Pharming Group N.V. has entered into a definitive agreement to acquire all North American commercialization rights to its own product Ruconest (recombinant human C1 esterase inhibitor), including all rights in the US, Mexico and Canada, from Valeant Pharmaceuticals International, Inc.
Ruconest is an orphan drug designated therapy developed by Pharming, already approved for the treatment of acute HAE attacks in patients in the USA and EU. This transaction will accelerate Pharming’s development into a profitable specialty pharmaceutical company with its own independent commercial infrastructure, which will form the foundation for growth in the future.

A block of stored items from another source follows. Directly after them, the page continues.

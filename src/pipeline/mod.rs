//! Pipeline stages for a single analysis request.
//!
//! Each submodule implements exactly one transformation step. Keeping stages
//! separate makes each independently testable and lets us swap
//! implementations (e.g. a different PDF backend) without touching other
//! stages.
//!
//! ## Data Flow
//!
//! ```text
//! fetch ──▶ extract ──▶ analyze
//! (URL→tmp)  (PDF→text)  (LLM + retry + fallback)
//! ```
//!
//! 1. [`fetch`]   — download the PDF to a scoped temp file; the only stage
//!    allowed to touch the client-supplied URL
//! 2. [`extract`] — parse the PDF into text; runs in `spawn_blocking`
//!    because PDF parsing is CPU-bound
//! 3. [`analyze`] — drive the model call with retry and the local fallback;
//!    never fails outward
//!
//! A request's stages run strictly in order with no internal parallelism;
//! separate requests overlap freely under the runtime.

pub mod analyze;
pub mod extract;
pub mod fetch;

To ensure a seamless transition, Pharming is anticipating that Valeant’s dedicated Ruconest sales force, a total of 11 people, will accept offers to join Pharming to continue the Ruconest sales effort in the USA. Pharming also plans to increase the size of the sales force to drive growth in product sales, together with increased investments in medical science liaison personnel and additional marketing activities, including patient advocacy programmes and the provision of significant unconditional support for the US HAEA and its programmes as well as other HAE centers of excellence in the USA. In addition, Pharming is planning further investment in the acceleration of Ruconest sales efforts to drive growth in the EU, Middle East and Africa markets which Pharming will take over in October from SOBI, as announced on 14 July 2016, and to make Ruconest available in Canada and Mexico.
Valeant and Pharming will work closely on the transition for customers and HAE patients under a transition services agreement entered into at the same time as the transaction. This will enable Pharming to replace core functions currently undertaken by Valeant and its contractors in a timely manner.
Sijmen de Vries, Pharming CEO, commented:
“This is a quantum leap forward for Pharming and marks a significant point in the Company taking control of its own destiny and providing a real prospect of reaching profitability soon. In previous years, milestones and revenues from the US license for Ruconest provided funding for the Company’s independence as well as the production of Ruconest, thereby enabling the best prospect for HAE patients at the time. Now, we are able to take control of our key asset and make it available to all HAE patients in the US with a single-minded focus, dedication, energy and investment. For over a decade Pharming has been instrumental in the HAE market and has been working with physicians treating HAE and HAE patients for many years on the development of a safe and effective recombinant enzyme replacement therapy for HAE sufferers.